Post by DooDoot » Sat Jun 15, 2019 2:37 am

cappuccino wrote:
Sat Jun 15, 2019 2:33 am
connotation .... From Wikipedia
Yes... "connotation" or "speculation". But suttas such as SN 22.99 appears to literally say "samsara" is "circling" or "cycling" around the same set of aggregates.

"Just as a dog, tied by a leash to a post or stake, keeps running around and circling around that very post or stake; in the same way, an uninstructed, run-of-the-mill person — who has no regard for noble ones, is not well-versed or disciplined in their Dhamma; who has no regard for people of integrity, is not well-versed or disciplined in their Dhamma — assumes form to be the self, or the self as possessing form, or form as in the self, or the self as in form.

"He assumes feeling to be the self...

"He assumes perception to be the self...

"He assumes (mental) fabrications to be the self...

"He assumes consciousness to be the self, or the self as possessing consciousness, or consciousness as in the self, or the self as in consciousness.

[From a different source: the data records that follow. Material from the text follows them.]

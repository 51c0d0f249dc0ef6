//! Aspect-ratio-preserving fit of media into a fraction of the viewport.

use crate::error::{Error, Result};

/// Share of each viewport axis the lightbox may occupy.
pub const DEFAULT_FILL_FRACTION: f64 = 0.95;

/// Visible area the lightbox is laid out in, in pixels.
#[derive(Debug, Clone, Copy, PartialEq)]
pub struct Viewport {
    pub width: f64,
    pub height: f64,
}

impl Viewport {
    pub fn new(width: f64, height: f64) -> Self {
        Self { width, height }
    }
}

/// Display size for one media item. Not stored; recomputed on every open.
#[derive(Debug, Clone, Copy, PartialEq)]
pub struct FitResult {
    pub display_width: f64,
    pub display_height: f64,
}

/// Computes display sizes against a configurable fill fraction.
#[derive(Debug, Clone, Copy, PartialEq)]
pub struct ViewportFitter {
    fill: f64,
}

impl Default for ViewportFitter {
    fn default() -> Self {
        Self {
            fill: DEFAULT_FILL_FRACTION,
        }
    }
}

impl ViewportFitter {
    pub fn new(fill: f64) -> Self {
        Self { fill }
    }

    /// Scale `natural_width x natural_height` to fit `fill` of the viewport on both axes.
    ///
    /// Landscape media is sized by width first, portrait and square media by
    /// height first; the other axis is only consulted when the first choice
    /// overflows it. Media already smaller than the bound keeps its natural size
    /// on the leading axis.
    pub fn fit(&self, natural_width: f64, natural_height: f64, viewport: Viewport) -> Result<FitResult> {
        if !(natural_width.is_finite() && natural_height.is_finite())
            || natural_width <= 0.0
            || natural_height <= 0.0
        {
            return Err(Error::DegenerateMedia {
                width: natural_width,
                height: natural_height,
            });
        }
        if !(viewport.width.is_finite() && viewport.height.is_finite())
            || viewport.width <= 0.0
            || viewport.height <= 0.0
        {
            return Err(Error::DegenerateViewport {
                width: viewport.width,
                height: viewport.height,
            });
        }

        let max_width = self.fill * viewport.width;
        let max_height = self.fill * viewport.height;
        let ratio = natural_width / natural_height;

        let mut width;
        let mut height;
        if ratio > 1.0 {
            width = natural_width.min(max_width);
            height = width / ratio;
            if height > max_height {
                height = max_height;
                width = height * ratio;
            }
        } else {
            height = natural_height.min(max_height);
            width = height * ratio;
            if width > max_width {
                width = max_width;
                height = width / ratio;
            }
        }

        Ok(FitResult {
            display_width: width,
            display_height: height,
        })
    }
}

/// Fit with the default 95% fill fraction.
pub fn fit(natural_width: f64, natural_height: f64, viewport: Viewport) -> Result<FitResult> {
    ViewportFitter::default().fit(natural_width, natural_height, viewport)
}

#[cfg(test)]
mod tests {
    use super::*;

    const EPS: f64 = 1e-6;

    fn assert_close(actual: f64, expected: f64) {
        assert!((actual - expected).abs() < 1e-3, "{} != {}", actual, expected);
    }

    #[test]
    fn test_landscape_limited_by_width() {
        let result = fit(1600.0, 900.0, Viewport::new(1000.0, 1000.0)).unwrap();
        assert_close(result.display_width, 950.0);
        assert_close(result.display_height, 534.375);
    }

    #[test]
    fn test_portrait_limited_by_height() {
        let result = fit(900.0, 1600.0, Viewport::new(1000.0, 1000.0)).unwrap();
        assert_close(result.display_width, 534.375);
        assert_close(result.display_height, 950.0);
    }

    #[test]
    fn test_landscape_overflowing_height_is_rescaled() {
        // Wide viewport, short height: width-first choice overflows vertically.
        let result = fit(2000.0, 1500.0, Viewport::new(2000.0, 500.0)).unwrap();
        assert_close(result.display_height, 475.0);
        assert_close(result.display_width, 475.0 * 2000.0 / 1500.0);
    }

    #[test]
    fn test_portrait_overflowing_width_is_rescaled() {
        let result = fit(900.0, 1000.0, Viewport::new(400.0, 2000.0)).unwrap();
        assert_close(result.display_width, 380.0);
        assert_close(result.display_height, 380.0 * 1000.0 / 900.0);
    }

    #[test]
    fn test_square_takes_portrait_branch() {
        let result = fit(2000.0, 2000.0, Viewport::new(1000.0, 800.0)).unwrap();
        assert_close(result.display_height, 760.0);
        assert_close(result.display_width, 760.0);
    }

    #[test]
    fn test_small_media_keeps_natural_size() {
        let result = fit(320.0, 240.0, Viewport::new(1920.0, 1080.0)).unwrap();
        assert_close(result.display_width, 320.0);
        assert_close(result.display_height, 240.0);
    }

    #[test]
    fn test_result_preserves_ratio_and_bounds() {
        let viewport = Viewport::new(1280.0, 720.0);
        for (w, h) in [(4000.0, 3000.0), (3000.0, 4000.0), (100.0, 5000.0), (5000.0, 100.0), (1.0, 1.0)] {
            let result = fit(w, h, viewport).unwrap();
            assert!(result.display_width > 0.0 && result.display_height > 0.0);
            assert!(result.display_width <= 0.95 * viewport.width + EPS);
            assert!(result.display_height <= 0.95 * viewport.height + EPS);
            let ratio = result.display_width / result.display_height;
            assert!((ratio - w / h).abs() / (w / h) < 1e-9, "ratio drift for {}x{}", w, h);
        }
    }

    #[test]
    fn test_fit_is_idempotent() {
        let viewport = Viewport::new(1000.0, 1000.0);
        for (w, h) in [(1600.0, 900.0), (900.0, 1600.0), (3000.0, 3000.0), (200.0, 100.0)] {
            let once = fit(w, h, viewport).unwrap();
            let twice = fit(once.display_width, once.display_height, viewport).unwrap();
            assert_close(twice.display_width, once.display_width);
            assert_close(twice.display_height, once.display_height);
        }
    }

    #[test]
    fn test_degenerate_media_rejected() {
        let viewport = Viewport::new(1000.0, 1000.0);
        assert!(matches!(fit(1600.0, 0.0, viewport), Err(Error::DegenerateMedia { .. })));
        assert!(matches!(fit(0.0, 900.0, viewport), Err(Error::DegenerateMedia { .. })));
        assert!(matches!(fit(-5.0, 900.0, viewport), Err(Error::DegenerateMedia { .. })));
        assert!(matches!(fit(f64::NAN, 900.0, viewport), Err(Error::DegenerateMedia { .. })));
    }

    #[test]
    fn test_degenerate_viewport_rejected() {
        assert!(matches!(
            fit(1600.0, 900.0, Viewport::new(0.0, 1000.0)),
            Err(Error::DegenerateViewport { .. })
        ));
    }

    #[test]
    fn test_custom_fill_fraction() {
        let fitter = ViewportFitter::new(0.5);
        let result = fitter.fit(1600.0, 900.0, Viewport::new(1000.0, 1000.0)).unwrap();
        assert_close(result.display_width, 500.0);
    }
}
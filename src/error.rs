use std::io;
use thiserror::Error;

/// Failures the lightbox core can report. None of them are fatal to the host.
#[derive(Debug, Error)]
pub enum Error {
    #[error("network failure: {0}")]
    Network(String),
    #[error("server answered {status} for {url}")]
    Status { status: u16, url: String },
    #[error("no media item at position {0}")]
    InvalidPosition(usize),
    #[error("degenerate media dimensions {width}x{height}")]
    DegenerateMedia { width: f64, height: f64 },
    #[error("viewport {width}x{height} cannot display media")]
    DegenerateViewport { width: f64, height: f64 },
    #[error("malformed response: {0}")]
    Decode(String),
    #[error("io error: {0}")]
    Io(#[from] io::Error),
}

pub type Result<T> = std::result::Result<T, Error>;

impl Error {
    /// True for failures that came from talking to the album server.
    pub fn is_network(&self) -> bool {
        matches!(self, Error::Network(_) | Error::Status { .. } | Error::Decode(_))
    }
}
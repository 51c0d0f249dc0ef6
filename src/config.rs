use anyhow::Result;
use serde::{Deserialize, Serialize};
use std::path::{Path, PathBuf};

#[derive(Debug, Clone, Serialize, Deserialize)]
pub struct Config {
    /// Album opened on startup; the album picker is shown when unset.
    #[serde(default)]
    pub default_album: Option<String>,

    #[serde(default)]
    pub server: ServerConfig,

    #[serde(default)]
    pub viewer: ViewerConfig,

    #[serde(default)]
    pub downloads: DownloadConfig,
}

#[derive(Debug, Clone, Serialize, Deserialize)]
pub struct ServerConfig {
    #[serde(default = "default_base_url")]
    pub base_url: String,

    /// Cookie header sent with every request (e.g. "JSESSIONID=...").
    #[serde(default)]
    pub session_cookie: Option<String>,

    /// CSRF token to start with; read from the index page when unset.
    #[serde(default)]
    pub csrf_token: Option<String>,

    #[serde(default = "default_timeout_secs")]
    pub timeout_secs: u64,
}

fn default_base_url() -> String {
    "http://127.0.0.1:8080/".to_string()
}

fn default_timeout_secs() -> u64 {
    30
}

impl Default for ServerConfig {
    fn default() -> Self {
        Self {
            base_url: default_base_url(),
            session_cookie: None,
            csrf_token: None,
            timeout_secs: default_timeout_secs(),
        }
    }
}

#[derive(Debug, Clone, Copy, Serialize, Deserialize, Default, PartialEq, Eq)]
#[serde(rename_all = "lowercase")]
pub enum ImageProtocol {
    #[default]
    Auto,
    Sixel,
    Kitty,
    ITerm2,
    Halfblocks,
    None,
}

#[derive(Debug, Clone, Serialize, Deserialize)]
pub struct ViewerConfig {
    /// Fraction of the viewport the lightbox may fill on each axis.
    #[serde(default = "default_fill_fraction")]
    pub fill_fraction: f64,

    /// Pause between tearing down a video and opening its neighbour.
    #[serde(default = "default_video_reopen_delay_ms")]
    pub video_reopen_delay_ms: u64,

    #[serde(default = "default_image_preview")]
    pub image_preview: bool,

    #[serde(default)]
    pub protocol: ImageProtocol,

    /// Terminal cell size in pixels, used to express the viewport in pixels.
    #[serde(default = "default_cell_width_px")]
    pub cell_width_px: u16,

    #[serde(default = "default_cell_height_px")]
    pub cell_height_px: u16,
}

fn default_fill_fraction() -> f64 {
    0.95
}

fn default_video_reopen_delay_ms() -> u64 {
    100
}

fn default_image_preview() -> bool {
    true
}

fn default_cell_width_px() -> u16 {
    10
}

fn default_cell_height_px() -> u16 {
    20
}

impl Default for ViewerConfig {
    fn default() -> Self {
        Self {
            fill_fraction: default_fill_fraction(),
            video_reopen_delay_ms: default_video_reopen_delay_ms(),
            image_preview: default_image_preview(),
            protocol: ImageProtocol::default(),
            cell_width_px: default_cell_width_px(),
            cell_height_px: default_cell_height_px(),
        }
    }
}

impl ViewerConfig {
    /// Fill fraction clamped to (0, 1]; out-of-range values fall back to the default.
    pub fn effective_fill_fraction(&self) -> f64 {
        if self.fill_fraction.is_finite() && self.fill_fraction > 0.0 && self.fill_fraction <= 1.0 {
            self.fill_fraction
        } else {
            default_fill_fraction()
        }
    }
}

#[derive(Debug, Clone, Serialize, Deserialize)]
pub struct DownloadConfig {
    #[serde(default = "default_download_dir")]
    pub dir: PathBuf,
}

fn default_download_dir() -> PathBuf {
    dirs::download_dir()
        .or_else(dirs::home_dir)
        .unwrap_or_else(|| PathBuf::from("."))
}

impl Default for DownloadConfig {
    fn default() -> Self {
        Self {
            dir: default_download_dir(),
        }
    }
}

impl Default for Config {
    fn default() -> Self {
        Self {
            default_album: None,
            server: ServerConfig::default(),
            viewer: ViewerConfig::default(),
            downloads: DownloadConfig::default(),
        }
    }
}

impl Config {
    /// Load from `KALBUM_CONFIG` or the default location, creating a default file if needed.
    pub fn load() -> Result<Self> {
        let config_path = std::env::var_os("KALBUM_CONFIG")
            .map(PathBuf::from)
            .unwrap_or_else(Self::config_path);
        Self::load_from(&config_path)
    }

    pub fn load_from(config_path: &Path) -> Result<Self> {
        if config_path.exists() {
            let content = std::fs::read_to_string(config_path)?;
            let config: Config = toml::from_str(&content)?;
            Ok(config)
        } else {
            // Create default config
            let config = Config::default();
            config.save_to(config_path)?;
            Ok(config)
        }
    }

    pub fn save_to(&self, config_path: &Path) -> Result<()> {
        // Ensure parent directory exists
        if let Some(parent) = config_path.parent() {
            std::fs::create_dir_all(parent)?;
        }

        let content = toml::to_string_pretty(self)?;
        std::fs::write(config_path, content)?;

        Ok(())
    }

    pub fn config_dir() -> PathBuf {
        dirs::config_dir()
            .unwrap_or_else(|| PathBuf::from("."))
            .join("kalbum")
    }

    fn config_path() -> PathBuf {
        Self::config_dir().join("config.toml")
    }
}

#[cfg(test)]
mod tests {
    use super::*;
    use tempfile::tempdir;

    #[test]
    fn test_partial_config_uses_defaults() {
        let config: Config = toml::from_str(
            r#"
            default_album = "summer"

            [server]
            base_url = "https://photos.example/"

            [viewer]
            video_reopen_delay_ms = 0
            "#,
        )
        .unwrap();

        assert_eq!(config.default_album.as_deref(), Some("summer"));
        assert_eq!(config.server.base_url, "https://photos.example/");
        assert_eq!(config.server.timeout_secs, 30);
        assert_eq!(config.viewer.video_reopen_delay_ms, 0);
        assert_eq!(config.viewer.fill_fraction, 0.95);
        assert_eq!(config.viewer.protocol, ImageProtocol::Auto);
    }

    #[test]
    fn test_load_from_creates_default_file() {
        let dir = tempdir().unwrap();
        let path = dir.path().join("nested").join("config.toml");

        let created = Config::load_from(&path).unwrap();
        assert!(path.exists());
        assert_eq!(created.server.base_url, default_base_url());

        let reloaded = Config::load_from(&path).unwrap();
        assert_eq!(reloaded.viewer.video_reopen_delay_ms, 100);
    }

    #[test]
    fn test_effective_fill_fraction_rejects_out_of_range() {
        let mut viewer = ViewerConfig::default();
        viewer.fill_fraction = 0.8;
        assert_eq!(viewer.effective_fill_fraction(), 0.8);
        viewer.fill_fraction = 1.5;
        assert_eq!(viewer.effective_fill_fraction(), 0.95);
        viewer.fill_fraction = 0.0;
        assert_eq!(viewer.effective_fill_fraction(), 0.95);
    }
}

"He keeps running around and circling around that very form... that very feeling... that very perception... those very fabrications... that very consciousness. He is not set loose from form, not set loose from feeling... from perception... from fabrications... not set loose from consciousness. He is not set loose from birth, aging, & death; from sorrows, lamentations, pains, distresses, & despairs. He is not set loose, I tell you, from suffering & stress.